Dopo oltre due anni di “vuoto presidenziale”, il Parlamento libanese elegge questo lunedì 32 ottobre il nuovo presidente. I diversi schieramenti politici hanno trovato la convergenza sull’ex generale Michel Aoun, cristiano maronita e leader del Movimento Patriottico Libero, che potrebbe ottenere la maggioranza necessaria già al primo turno. Nel Paese, multiconfessionale, la legge garantisce rappresentanza politica alle diverse confessioni religiose, stabilendo che il capo dello Stato debba essere un cristiano maronita, il presidente del Parlamento uno sciita e il presidente del Consiglio dei ministri un sunnita. Sulla quasi certa elezione di Michel Aoun, Elvira Ragosta ha intervistato Camille Eid, giornalista libanese e collaboratore del quotidiano Avvenire:
R. – Michel Aoun è l’ex comandante in capo delle Forze libanesi, ha guidato un governo alla fine del mandato del presidente Amin Gemayel, nel 1988, ed è stato soprattutto protagonista della cosiddetta “guerra di liberazione” del Libano dall’occupazione siriana che lo ha portato all’esilio 26 anni fa, il 13 ottobre del ’90, perché le forze siriane hanno occupato il palazzo presidenziale di Baadba, costringendolo a un lungo periodo di esilio che è terminato nel 2005. Quindi Aoun è tornato in Libano quell’anno, ha guidato questo movimento politico che l’ha portato, dopo 11 anni, a diventare il nuovo presidente del Libano.
D. – Come si è giunti alla convergenza delle forze politiche su questo nome?
R. – Non è stato un processo facile nel senso che Aoun, candidato dalla prima ora, prima aveva il consenso della propria coalizione detta “8 marzo”. Poi c’è stata una prima mossa da parte della coalizione rivale nel gennaio di quest’anno quando il suo principale rivale, Samir Geagea, ha ritirato la propria candidatura, un gesto che ha riunito i ranghi cristiani. Fino al 19 di questo mese, quando Saad Hariri, il leader del maggior gruppo parlamentare libanese Al-Mustaqbal, ha dato il suo appoggio ad Aoun, considerato prima un rivale politico. Quindi, alla fine, sommando i voti di questi diversi gruppi parlamentari Aoun potrà garantire circa 80 o qualcuno dice anche 90 voti e potrà essere eletto fin dal primo turno.
D. – Il mancato accordo dei partiti aveva lasciato il Libano senza presidente per oltre due anni. Quanto è pesato al Paese questo vuoto dal punto di vista sociale ed economico?
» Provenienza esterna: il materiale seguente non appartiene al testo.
//! Protocolo de sesión: deduplicación, orden y detección de inicio.

mod manager;
mod sandbox;
mod state;

pub use manager::{ReceiveDisposition, ReceiveOutcome, SessionManager};
pub use sandbox::{FlowSandboxResolver, InMemoryFlowSandbox};
pub use state::{PendingSend, ReceivedEvents, SentEvents, SessionState, SessionStatus};
use flow_core::FlowFatalError;
use thiserror::Error;

/// Errores del binario y de los escenarios de demostración.
#[derive(Debug, Error)]
pub enum AppError {
    #[error("flow failure: {0}")]
    Flow(#[from] FlowFatalError),
    #[error("serialization error: {0}")]
    Serialization(#[from] serde_json::Error),
    #[error("logging setup failed: {0}")]
    Logging(String),
    #[error("scenario did not converge: {0}")]
    Scenario(String),
}
use serde::{Deserialize, Serialize};

use crate::checkpoint::{Checkpoint, WaitingFor};
use crate::event::FlowEventPayload;
use crate::external::ExternalChannel;

/// Qué debe hacer la etapa de fiber tras el pre-procesado.
#[derive(Debug, Clone, Copy, PartialEq, Eq, Serialize, Deserialize)]
pub enum FlowContinuation {
    /// La condición de `waiting_for` se cumple: reanudar el flujo.
    Run,
    /// Nada que hacer todavía; se persiste el checkpoint y se espera.
    Continue,
    /// Flujo marcado como terminado a la fuerza; no se reanuda.
    Killed,
}

/// Decide si el `waiting_for` del checkpoint queda satisfecho con el estado
/// actual. Un checkpoint inexistente nunca corre.
pub fn resolve_continuation(checkpoint: &Checkpoint, payload: &FlowEventPayload) -> FlowContinuation {
    let Some(record) = checkpoint.record() else {
        return FlowContinuation::Continue;
    };
    if record.flow_state.is_killed {
        return FlowContinuation::Killed;
    }
    let ready = match &record.flow_state.waiting_for {
        WaitingFor::StartFlow | WaitingFor::SessionInit { .. } | WaitingFor::Ready => true,
        WaitingFor::Wakeup => matches!(payload, FlowEventPayload::Wakeup(_)),
        WaitingFor::SessionData { session_ids } => {
            !session_ids.is_empty()
            && session_ids.iter().all(|id| {
                                     record.sessions
                                           .get(id)
                                           .is_some_and(|s| !s.received.undelivered.is_empty())
                                 })
        }
        WaitingFor::ExternalEvent { request_id } => ExternalChannel::ALL.iter().any(|channel| {
            record.external_slot(*channel)
                  .is_some_and(|s| &s.request_id == request_id && s.response.is_some())
        }),
    };
    if ready {
        FlowContinuation::Run
    } else {
        FlowContinuation::Continue
    }
}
R. – Tantissimo, anche per l’impatto politico, perché il Libano è l’unico Paese arabo ad avere un presidente cristiano per Costituzione. E questo ha privato i cristiani non solo del Libano ma del Medio Oriente o del mondo arabo ad avere un loro rappresentante. Dal punto di vista sociale l’impatto è stato enorme perché il Libano ha dovuto gestire l’enorme crisi dei profughi siriani che in Libano sono circa un milione e mezzo in questo vuoto istituzionale: non solo la carica del presidente ma perché abbiamo un parlamento che ha auto-rinnovato il proprio mandato due volte e abbiamo un governo che non si riunisce o si riunisce sporadicamente per diversi problemi interni. Quindi il Libano andava avanti senza una vera gestione del potere.
D. – L’elezione del nuovo presidente che ruolo darà al Libano nella geopolitica del Medio Oriente?
R. – Anzitutto ristabilisce un equilibrio di potere tra cristiani e musulmani. Per la prima volta abbiamo una figura rappresentativa a livello cristiano – anzi è la maggiore figura rappresentativa perché il generale Aoun è anche leader di un gruppo parlamentare che conta 23 deputati – e abbiamo quindi un presidente “made in Lebanon” e non concordato tra ambasciatori o Paesi arabi o occidentali che siano. E questo è un buon segnale per questo periodo di divisioni in tutto il Medio Oriente. Chiaramente non pensiamo che poi la semplice elezione risolverà tutti i problemi perché poi si porrà il problema della formazione di un nuovo governo, delle elezioni parlamentari: però è un buon inizio.